In the 2007 federal election the most popular party was the SVP which received 40.85% of the vote. The next three most popular parties were the SP (16.16%), the CVP (12.51%) and the Green Party (11.76%). In the federal election, a total of 314 votes were cast, and the voter turnout was 38.4%.

The historical population is given in the following table:

| year | population |
|---|---|
| 1850 | 419 |
| 1900 | 719 |
| 1950 | 812 |
| 1980 | 1,159 |
| 1990 | 1,314 |
| 2000 | 1,326 |

==Economy==
As of In 2007 2007, Salmsach had an unemployment rate of 2.19%. As of 2005, there were 72 people employed in the primary economic sector and about 19 businesses involved in this sector. 67 people are employed in the secondary sector and there are 12 businesses in this sector. 108 people are employed in the tertiary sector, with 24 businesses in this sector.

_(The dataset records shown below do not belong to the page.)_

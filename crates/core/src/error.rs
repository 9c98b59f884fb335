use thiserror::Error;

use crate::{
    gemini::ModelError,
    page::{OpenError, PageError},
    relay::RelayError,
    settings::SettingsError,
    store::StoreError,
};

#[derive(Error, Debug)]
pub enum KonspektError {
    #[error("Page error: {0}")]
    Page(#[from] PageError),

    #[error("Could not open transcript: {0}")]
    Open(#[from] OpenError),

    #[error("Relay error: {0}")]
    Relay(#[from] RelayError),

    #[error("Storage error: {0}")]
    Store(#[from] StoreError),

    #[error("Settings error: {0}")]
    Settings(#[from] SettingsError),

    #[error("Model error: {0}")]
    Model(#[from] ModelError),

    #[error("IO error: {0}")]
    IoError(#[from] std::io::Error),

    #[error("JSON parse error: {0}")]
    JsonError(#[from] serde_json::Error),
}

pub type Result<T> = std::result::Result<T, KonspektError>;
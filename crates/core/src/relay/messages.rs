use serde::{Deserialize, Serialize};

use crate::types::{Transcript, VideoDescriptor};

/// Requests the background context forwards to the content context of a tab.
#[derive(Debug, Clone, Copy, PartialEq, Eq, Serialize, Deserialize)]
#[serde(tag = "type", rename_all = "SCREAMING_SNAKE_CASE")]
pub enum ContentRequest {
    /// Title plus transcript, opening the transcript panel if needed
    GetVideoDetails,
    /// One-shot scrape without touching the page
    GetTranscript,
    /// Fire-and-forget attempt to reveal the transcript panel
    OpenTranscript,
}

#[derive(Debug, Clone, PartialEq, Eq, Serialize, Deserialize)]
pub struct VideoDetails {
    pub title: String,
    pub transcript: Option<Transcript>,
}

#[derive(Debug, Clone, PartialEq, Eq, Serialize)]
#[serde(untagged)]
pub enum ContentResponse {
    VideoDetails(VideoDetails),
    Transcript { transcript: Option<Transcript> },
    Ack {},
}

/// Requests the presentation layer sends to the background context.
#[derive(Debug, Clone, Copy, PartialEq, Eq, Serialize, Deserialize)]
#[serde(tag = "type", rename_all = "SCREAMING_SNAKE_CASE")]
pub enum BackgroundRequest {
    GetVideoData,
    /// Forwarded as [`ContentRequest::GetTranscript`] to the active watch tab
    GetTranscript,
    /// Forwarded as [`ContentRequest::OpenTranscript`] to the active watch tab
    OpenTranscript,
}

#[derive(Debug, Clone, PartialEq, Eq, Serialize)]
#[serde(untagged)]
pub enum BackgroundResponse {
    VideoData(VideoData),
    Transcript { transcript: Option<Transcript> },
    /// `delivered` is false when no content context took the request
    Ack { delivered: bool },
}

#[derive(Debug, Clone, Default, PartialEq, Eq, Serialize, Deserialize)]
#[serde(rename_all = "camelCase")]
pub struct VideoData {
    pub video_id: Option<String>,
    pub video_title: String,
    pub transcript: Option<Transcript>,
}

impl VideoData {
    /// Reply used for every failure on the way to the page
    pub fn empty() -> Self {
        Self::default()
    }

    pub fn descriptor(&self) -> Option<VideoDescriptor> {
        self.video_id.as_ref().map(|video_id| VideoDescriptor {
            video_id: video_id.clone(),
            video_title: self.video_title.clone(),
        })
    }
}
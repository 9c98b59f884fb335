use std::time::Duration;

use console::style;
use indicatif::{ProgressBar, ProgressStyle};

pub fn create_spinner(msg: &str) -> ProgressBar {
    let pb = ProgressBar::new_spinner();
    pb.set_style(
        ProgressStyle::default_spinner()
            .tick_chars("⠁⠂⠄⡀⢀⠠⠐⠈ ")
            .template("{spinner:.cyan} {msg}")
            .unwrap(),
    );
    pb.set_message(msg.to_string());
    pb.enable_steady_tick(Duration::from_millis(80));
    pb
}

pub fn print_header(subtitle: &str) {
    println!(
        "\n{}  {}\n",
        style("konspekt").cyan().bold(),
        style(subtitle).dim()
    );
}

pub fn print_rule() {
    println!("{}", style("─".repeat(60)).dim());
}

pub fn ok(msg: impl std::fmt::Display) -> String {
    format!("{} {}", style("✓").green().bold(), msg)
}

pub fn warn(msg: impl std::fmt::Display) -> String {
    format!("{} {}", style("!").yellow().bold(), msg)
}

pub fn print_error(msg: impl std::fmt::Display) {
    eprintln!("{} {}", style("Error:").red().bold(), msg);
}
//! Client for the Gemini `generateContent` REST endpoint.

use std::time::Duration;

use async_trait::async_trait;
use reqwest::Client;
use serde::{Deserialize, Serialize};
use thiserror::Error;

use crate::types::ChatMessage;

pub const DEFAULT_BASE_URL: &str = "https://generativelanguage.googleapis.com/v1beta";
pub const DEFAULT_MODEL: &str = "gemini-2.0-flash-lite";

/// Header carrying the API key, which keeps it out of request URLs
const API_KEY_HEADER: &str = "x-goog-api-key";

#[derive(Debug, Error)]
pub enum ModelError {
    #[error("HTTP request failed: {0}")]
    Http(#[source] reqwest::Error),

    /// Non-2xx reply. `body` is kept verbatim so error codes such as
    /// `API_KEY_INVALID` stay visible in the message.
    #[error("API error ({code} {status}): {message}; {body}")]
    Api {
        code: u16,
        status: String,
        message: String,
        body: String,
    },

    #[error("Prompt blocked: {reason}")]
    Blocked { reason: String },

    #[error("Model returned no text")]
    EmptyResponse,
}

impl From<reqwest::Error> for ModelError {
    fn from(error: reqwest::Error) -> Self {
        ModelError::Http(error.without_url())
    }
}

#[derive(Debug, Clone)]
pub struct GeminiConfig {
    pub base_url: String,
    pub model: String,
    pub timeout: Duration,
}

impl Default for GeminiConfig {
    fn default() -> Self {
        Self {
            base_url: DEFAULT_BASE_URL.to_string(),
            model: DEFAULT_MODEL.to_string(),
            timeout: Duration::from_secs(60),
        }
    }
}

#[derive(Debug, Clone, Copy, Default, PartialEq, Eq)]
pub struct GenerationOptions {
    pub max_output_tokens: Option<u32>,
}

/// A remote text model.
#[async_trait]
pub trait GenerativeModel: Send + Sync {
    /// Generate the next model turn after `contents`.
    async fn generate(
        &self,
        api_key: &str,
        contents: &[ChatMessage],
        options: GenerationOptions,
    ) -> Result<String, ModelError>;
}

#[derive(Debug, Serialize)]
#[serde(rename_all = "camelCase")]
struct GenerateRequest<'a> {
    contents: Vec<Content<'a>>,
    #[serde(skip_serializing_if = "Option::is_none")]
    generation_config: Option<GenerationConfig>,
}

#[derive(Debug, Serialize)]
struct Content<'a> {
    role: &'static str,
    parts: [Part<'a>; 1],
}

#[derive(Debug, Serialize)]
struct Part<'a> {
    text: &'a str,
}

#[derive(Debug, Serialize)]
#[serde(rename_all = "camelCase")]
struct GenerationConfig {
    max_output_tokens: u32,
}

#[derive(Debug, Deserialize)]
#[serde(rename_all = "camelCase")]
struct GenerateResponse {
    #[serde(default)]
    candidates: Vec<Candidate>,
    prompt_feedback: Option<PromptFeedback>,
}

#[derive(Debug, Deserialize)]
struct Candidate {
    content: Option<CandidateContent>,
}

#[derive(Debug, Deserialize)]
struct CandidateContent {
    #[serde(default)]
    parts: Vec<CandidatePart>,
}

#[derive(Debug, Deserialize)]
struct CandidatePart {
    text: Option<String>,
}

#[derive(Debug, Deserialize)]
#[serde(rename_all = "camelCase")]
struct PromptFeedback {
    block_reason: Option<String>,
}

#[derive(Debug, Deserialize)]
struct ErrorResponse {
    error: Option<ErrorDetail>,
}

#[derive(Debug, Deserialize)]
struct ErrorDetail {
    code: Option<u16>,
    #[serde(default)]
    message: String,
    #[serde(default)]
    status: String,
}

impl GenerateResponse {
    fn into_text(self) -> Result<String, ModelError> {
        if let Some(reason) = self.prompt_feedback.and_then(|f| f.block_reason) {
            return Err(ModelError::Blocked { reason });
        }

        let text: String = self
            .candidates
            .into_iter()
            .next()
            .and_then(|c| c.content)
            .map(|content| content.parts.into_iter().filter_map(|p| p.text).collect())
            .unwrap_or_default();

        if text.is_empty() {
            return Err(ModelError::EmptyResponse);
        }
        Ok(text)
    }
}

#[derive(Debug, Clone)]
pub struct GeminiClient {
    client: Client,
    config: GeminiConfig,
}

impl GeminiClient {
    pub fn new(config: GeminiConfig) -> Result<Self, ModelError> {
        let client = Client::builder().timeout(config.timeout).build()?;
        Ok(Self { client, config })
    }

    /// Client against a custom endpoint, used by tests
    pub fn with_base_url(base_url: impl Into<String>) -> Result<Self, ModelError> {
        Self::new(GeminiConfig {
            base_url: base_url.into(),
            ..GeminiConfig::default()
        })
    }

    pub fn model(&self) -> &str {
        &self.config.model
    }
}

#[async_trait]
impl GenerativeModel for GeminiClient {
    async fn generate(
        &self,
        api_key: &str,
        contents: &[ChatMessage],
        options: GenerationOptions,
    ) -> Result<String, ModelError> {
        let url = format!(
            "{}/models/{}:generateContent",
            self.config.base_url, self.config.model
        );

        let request = GenerateRequest {
            contents: contents
                .iter()
                .map(|msg| Content {
                    role: msg.role.as_str(),
                    parts: [Part { text: &msg.content }],
                })
                .collect(),
            generation_config: options
                .max_output_tokens
                .map(|max_output_tokens| GenerationConfig { max_output_tokens }),
        };

        tracing::debug!(model = %self.config.model, turns = contents.len(), "Calling Gemini");

        let response = self
            .client
            .post(&url)
            .header(API_KEY_HEADER, api_key)
            .json(&request)
            .send()
            .await?;

        let status = response.status();
        if !status.is_success() {
            let body = response.text().await.unwrap_or_default();
            let detail = serde_json::from_str::<ErrorResponse>(&body)
                .ok()
                .and_then(|e| e.error);

            let (code, status_text, message) = match detail {
                Some(d) => (d.code.unwrap_or(status.as_u16()), d.status, d.message),
                None => (status.as_u16(), String::new(), String::new()),
            };

            tracing::error!(code, status = %status_text, message = %message, "Gemini API error");

            return Err(ModelError::Api {
                code,
                status: status_text,
                message,
                body,
            });
        }

        response.json::<GenerateResponse>().await?.into_text()
    }
}

/// Single-turn request helper.
pub fn user_turn(prompt: &str) -> Vec<ChatMessage> {
    vec![ChatMessage::user(prompt)]
}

In 2000 there were 912 workers who lived in the municipality. Of these, 561 or about 61.5% of the residents worked outside Salmsach while 125 people commuted into the municipality for work. There were a total of 476 jobs (of at least 6 hours per week) in the municipality. Of the working population, 10.7% used public transportation to get to work, and 47.7% used a private car.

==Religion==
From the 2000 census, 439 or 33.1% were Roman Catholic, while 532 or 40.1% belonged to the Swiss Reformed Church. Of the rest of the population, there was 1 Old Catholic who belonged to the Christian Catholic Church of Switzerland there are 16 individuals (or about 1.21% of the population) who belong to the Orthodox Church, and there are 35 individuals (or about 2.64% of the population) who belong to another Christian church. There were 132 (or about 9.95% of the population) who are Islamic. There are 16 individuals (or about 1.21% of the population) who belong to another church (not listed on the census), 100 (or about 7.54% of the population) belong to no church, are agnostic or atheist, and 55 individuals (or about 4.15% of the population) did not answer the question.

==Education==
In Salmsach about 64.1% of the population (between age 25–64) have completed either non-mandatory upper secondary education or additional higher education (either university or a Fachhochschule).

Salmsach is home to the Salmsach combined municipal and primary school district. In the 2008/2009 school year there are 106 students. There are 29 children in the kindergarten, and the average class size is 14.5 kindergartners. Of the children in kindergarten, 14 or 48.3% are female, 8 or 27.6% are not Swiss citizens and 7 or 24.1% do not speak German natively. The lower and upper primary levels begin at about age 5-6 and lasts for 6 years. There are 31 children in who are at the lower primary level and 46 children in the upper primary level. The average class size in the primary school is 19.25 students. At the lower primary level, there are 20 children or 64.5% of the total population who are female, 6 or 19.4% are not Swiss citizens and 5 or 16.1% do not speak German natively. In the upper primary level, there are 26 or 56.5% who are female, 13 or 28.3% are not Swiss citizens and 12 or 26.1% do not speak German natively.